*** Opening DATA ***

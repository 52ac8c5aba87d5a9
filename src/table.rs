use crate::action::{Action, ActionDetail};
use crate::grammar::Grammar;
use crate::rule::Rule;
use crate::state::State;

/// Integer code for an action, or None for the kinds that never reach the
/// table.  Shifts use the target state number directly; the other codes
/// are stacked above the state numbers.
pub fn action_code(detail: &ActionDetail, n_states: usize, n_rules: usize) -> Option<usize> {
    match detail {
        ActionDetail::Shift(target) => Some(*target as usize),
        ActionDetail::Reduce(rule) => Some(n_states + rule.ident() as usize),
        ActionDetail::Error => Some(n_states + n_rules),
        ActionDetail::Accept => Some(n_states + n_rules + 1),
        _ => None,
    }
}

/// Fold each state's most popular reduce into a single default action.
/// Only runs of two or more reduces by the same rule are worth a default;
/// the replaced actions stay in the list marked unused.
pub fn compress_tables(grammar: &Grammar, states: &[State]) {
    let default_mark = grammar.symbols.default_mark();
    for state in states {
        if state
            .actions()
            .iter()
            .any(|action| action.lookahead().is_default_mark())
        {
            continue;
        }
        let mut best: Option<Rule> = None;
        let mut best_count = 0usize;
        {
            let actions = state.actions();
            for action in actions.iter() {
                let rule = match action.detail() {
                    ActionDetail::Reduce(rule) => rule,
                    _ => continue,
                };
                if Some(rule) == best.as_ref() {
                    continue;
                }
                let count = actions
                    .iter()
                    .filter(|other| match other.detail() {
                        ActionDetail::Reduce(other_rule) => other_rule == rule,
                        _ => false,
                    })
                    .count();
                if count > best_count {
                    best_count = count;
                    best = Some(rule.clone());
                }
            }
        }
        if best_count < 2 {
            continue;
        }
        let rule = best.expect("counted at least twice");
        {
            let mut actions = state.actions_mut();
            for action in actions.iter_mut() {
                let replace = match action.detail() {
                    ActionDetail::Reduce(other_rule) => *other_rule == rule,
                    _ => false,
                };
                if replace {
                    action.set_detail(ActionDetail::NotUsed);
                }
            }
            actions.push(Action::reduce(default_mark.clone(), rule));
        }
        state.sort_actions();
    }
}

/// One slot of the emitted table: the lookahead code it answers to, the
/// action code, and the index of the next slot in the same hash chain.
#[derive(Debug, Clone)]
pub struct PackedSlot {
    pub lookahead: u32,
    pub action: usize,
    pub next: Option<usize>,
    pub comment: String,
}

/// The global action table plus each state's window into it.
#[derive(Debug, Default)]
pub struct PackedTable {
    pub slots: Vec<PackedSlot>,
    pub starts: Vec<usize>,
    pub masks: Vec<usize>,
    pub defaults: Vec<usize>,
}

impl PackedTable {
    pub fn len(&self) -> usize {
        self.slots.len()
    }

    pub fn is_empty(&self) -> bool {
        self.slots.is_empty()
    }

    /// The lookup the generated driver performs, usable from tests.
    pub fn find(&self, state: usize, lookahead: u32) -> usize {
        let mut index = self.starts[state] + (lookahead as usize & self.masks[state]);
        loop {
            let slot = &self.slots[index];
            if slot.lookahead == lookahead {
                return slot.action;
            }
            match slot.next {
                Some(next) => index = next,
                None => return self.defaults[state],
            }
        }
    }
}

/// Pack every state's coded actions into an open-addressed hash table of
/// power-of-two size.  Each action hashes to `symbol & mask`; the head of
/// each bucket keeps its natural slot and the remaining entries are swept
/// into free slots, chained through their `next` indices.  The default
/// action is not hashed; it becomes the state's fallback.
pub fn pack_tables(grammar: &Grammar, states: &[State]) -> PackedTable {
    let n_states = states.len();
    let n_rules = grammar.n_rules();
    let error_code = n_states + n_rules;
    let no_code = grammar.n_symbols() as u32;
    let mut table = PackedTable::default();

    for state in states {
        let mut coded: Vec<(u32, usize, String)> = vec![];
        let mut default_code = error_code;
        {
            let actions = state.actions();
            for action in actions.iter() {
                let code = match action_code(action.detail(), n_states, n_rules) {
                    Some(code) => code,
                    None => continue,
                };
                if action.lookahead().is_default_mark() {
                    default_code = code;
                } else {
                    let comment = format!(
                        "State {:3}: {} {}",
                        state.ident(),
                        action.lookahead().name(),
                        describe_code(action.detail())
                    );
                    coded.push((action.lookahead().ident(), code, comment));
                }
            }
        }

        let n_action = coded.len();
        let table_size = n_action.next_power_of_two();
        let mask = table_size - 1;
        let mut buckets: Vec<Vec<usize>> = vec![vec![]; table_size];
        for (index, (lookahead, _, _)) in coded.iter().enumerate() {
            buckets[*lookahead as usize & mask].push(index);
        }

        // Bucket heads stay home; later arrivals are relocated into free
        // slots in sweep order, remembering where each one landed.
        let mut placed: Vec<Option<usize>> = vec![None; table_size];
        for (bucket_index, bucket) in buckets.iter().enumerate() {
            if let Some(&head) = bucket.first() {
                placed[bucket_index] = Some(head);
            }
        }
        let mut free: Vec<usize> = (0..table_size).filter(|i| placed[*i].is_none()).collect();
        free.reverse();
        let mut position: Vec<usize> = vec![0; n_action];
        for (bucket_index, bucket) in buckets.iter().enumerate() {
            for (chain_index, &entry) in bucket.iter().enumerate() {
                if chain_index == 0 {
                    position[entry] = bucket_index;
                } else {
                    let slot = free.pop().expect("table has room for every action");
                    placed[slot] = Some(entry);
                    position[entry] = slot;
                }
            }
        }

        let tab_start = table.slots.len();
        let mut next_of: Vec<Option<usize>> = vec![None; n_action];
        for bucket in buckets.iter() {
            for pair in bucket.windows(2) {
                next_of[pair[0]] = Some(tab_start + position[pair[1]]);
            }
        }

        for slot in 0..table_size {
            match placed[slot] {
                Some(entry) => table.slots.push(PackedSlot {
                    lookahead: coded[entry].0,
                    action: coded[entry].1,
                    next: next_of[entry],
                    comment: coded[entry].2.clone(),
                }),
                None => table.slots.push(PackedSlot {
                    lookahead: no_code,
                    action: error_code,
                    next: None,
                    comment: "Unused".to_string(),
                }),
            }
        }
        table.starts.push(tab_start);
        table.masks.push(mask);
        table.defaults.push(default_code);
    }
    table
}

fn describe_code(detail: &ActionDetail) -> String {
    match detail {
        ActionDetail::Shift(target) => format!("shift  {}", target),
        ActionDetail::Reduce(rule) => format!("reduce {}", rule.ident()),
        ActionDetail::Error => "error".to_string(),
        ActionDetail::Accept => "accept".to_string(),
        _ => String::new(),
    }
}

#[cfg(test)]
mod tests {
    use super::*;
    use crate::action::find_actions;
    use crate::scanner::parse_grammar;
    use crate::state::StateBuilder;

    fn analyze(text: &str) -> (Grammar, Vec<State>) {
        let mut grammar = Grammar::new("test.y");
        parse_grammar(text, &mut grammar);
        grammar.prepare();
        let states = StateBuilder::build(&grammar);
        find_actions(&grammar, &states);
        (grammar, states)
    }

    fn count_details<F: Fn(&ActionDetail) -> bool>(states: &[State], pred: F) -> usize {
        states
            .iter()
            .flat_map(|state| state.actions().clone())
            .filter(|action| pred(action.detail()))
            .count()
    }

    #[test]
    fn repeated_reduces_fold_into_a_default() {
        // After "a ::= A" the reduce appears on both B and end-of-input.
        let (grammar, states) = analyze("s ::= a B . s ::= a . a ::= A .");
        compress_tables(&grammar, &states);
        let defaults = count_details(&states, |d| matches!(d, ActionDetail::Reduce(_)));
        let unused = count_details(&states, |d| matches!(d, ActionDetail::NotUsed));
        assert!(unused >= 2);
        assert!(defaults >= 1);
        let default_states: Vec<&State> = states
            .iter()
            .filter(|state| {
                state
                    .actions()
                    .iter()
                    .any(|action| action.lookahead().is_default_mark())
            })
            .collect();
        assert!(!default_states.is_empty());
    }

    #[test]
    fn compression_is_idempotent() {
        let (grammar, states) = analyze("s ::= a B . s ::= a . a ::= A .");
        compress_tables(&grammar, &states);
        let snapshot: Vec<usize> = states.iter().map(|s| s.actions().len()).collect();
        compress_tables(&grammar, &states);
        let again: Vec<usize> = states.iter().map(|s| s.actions().len()).collect();
        assert_eq!(snapshot, again);
    }

    #[test]
    fn packed_lookup_matches_actions() {
        let (grammar, states) = analyze("e ::= e PLUS t . e ::= t . t ::= NUM .");
        compress_tables(&grammar, &states);
        let table = pack_tables(&grammar, &states);
        let n_states = states.len();
        let n_rules = grammar.n_rules();
        for state in states.iter() {
            for action in state.actions().iter() {
                if action.lookahead().is_default_mark() {
                    continue;
                }
                if let Some(code) = action_code(action.detail(), n_states, n_rules) {
                    assert_eq!(
                        table.find(state.ident() as usize, action.lookahead().ident()),
                        code,
                        "state {} lookahead {}",
                        state.ident(),
                        action.lookahead().name()
                    );
                }
            }
        }
    }

    #[test]
    fn missing_lookahead_falls_to_default() {
        let (grammar, states) = analyze("s ::= A . s ::= B .");
        let table = pack_tables(&grammar, &states);
        let n_states = states.len();
        let n_rules = grammar.n_rules();
        // State 0 has no action on end-of-input.
        let end = grammar.symbols.end_symbol().ident();
        assert_eq!(table.find(0, end), n_states + n_rules);
    }

    #[test]
    fn default_state_hashes_no_reduce_entries() {
        let (grammar, states) = analyze("s ::= a B . s ::= a . a ::= A .");
        compress_tables(&grammar, &states);
        let table = pack_tables(&grammar, &states);
        for (index, state) in states.iter().enumerate() {
            let has_default = state
                .actions()
                .iter()
                .any(|action| action.lookahead().is_default_mark());
            if has_default {
                let n_states = states.len();
                let reduce_slots = (table.starts[index]
                    ..table
                        .starts
                        .get(index + 1)
                        .copied()
                        .unwrap_or_else(|| table.len()))
                    .filter(|i| {
                        let slot = &table.slots[*i];
                        slot.lookahead != grammar.n_symbols() as u32 && slot.action >= n_states
                    })
                    .count();
                assert_eq!(reduce_slots, 0);
                assert!(table.defaults[index] >= n_states);
            }
        }
    }
}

*** Closing DATA ***

### EXERCISE OBJECTIVE
Given the records above, restate word for word only the lines starting at the one with "Some(next) => index" and ending at the one with "free slots, chained".

### RESPONSE TO THE TASK
                Some(next) => index = next,
                None => return self.defaults[state],
            }
        }
    }
}

/// Pack every state's coded actions into an open-addressed hash table of
/// power-of-two size.  Each action hashes to `symbol & mask`; the head of
/// each bucket keeps its natural slot and the remaining entries are swept
/// into free slots, chained through their `next` indices.  The default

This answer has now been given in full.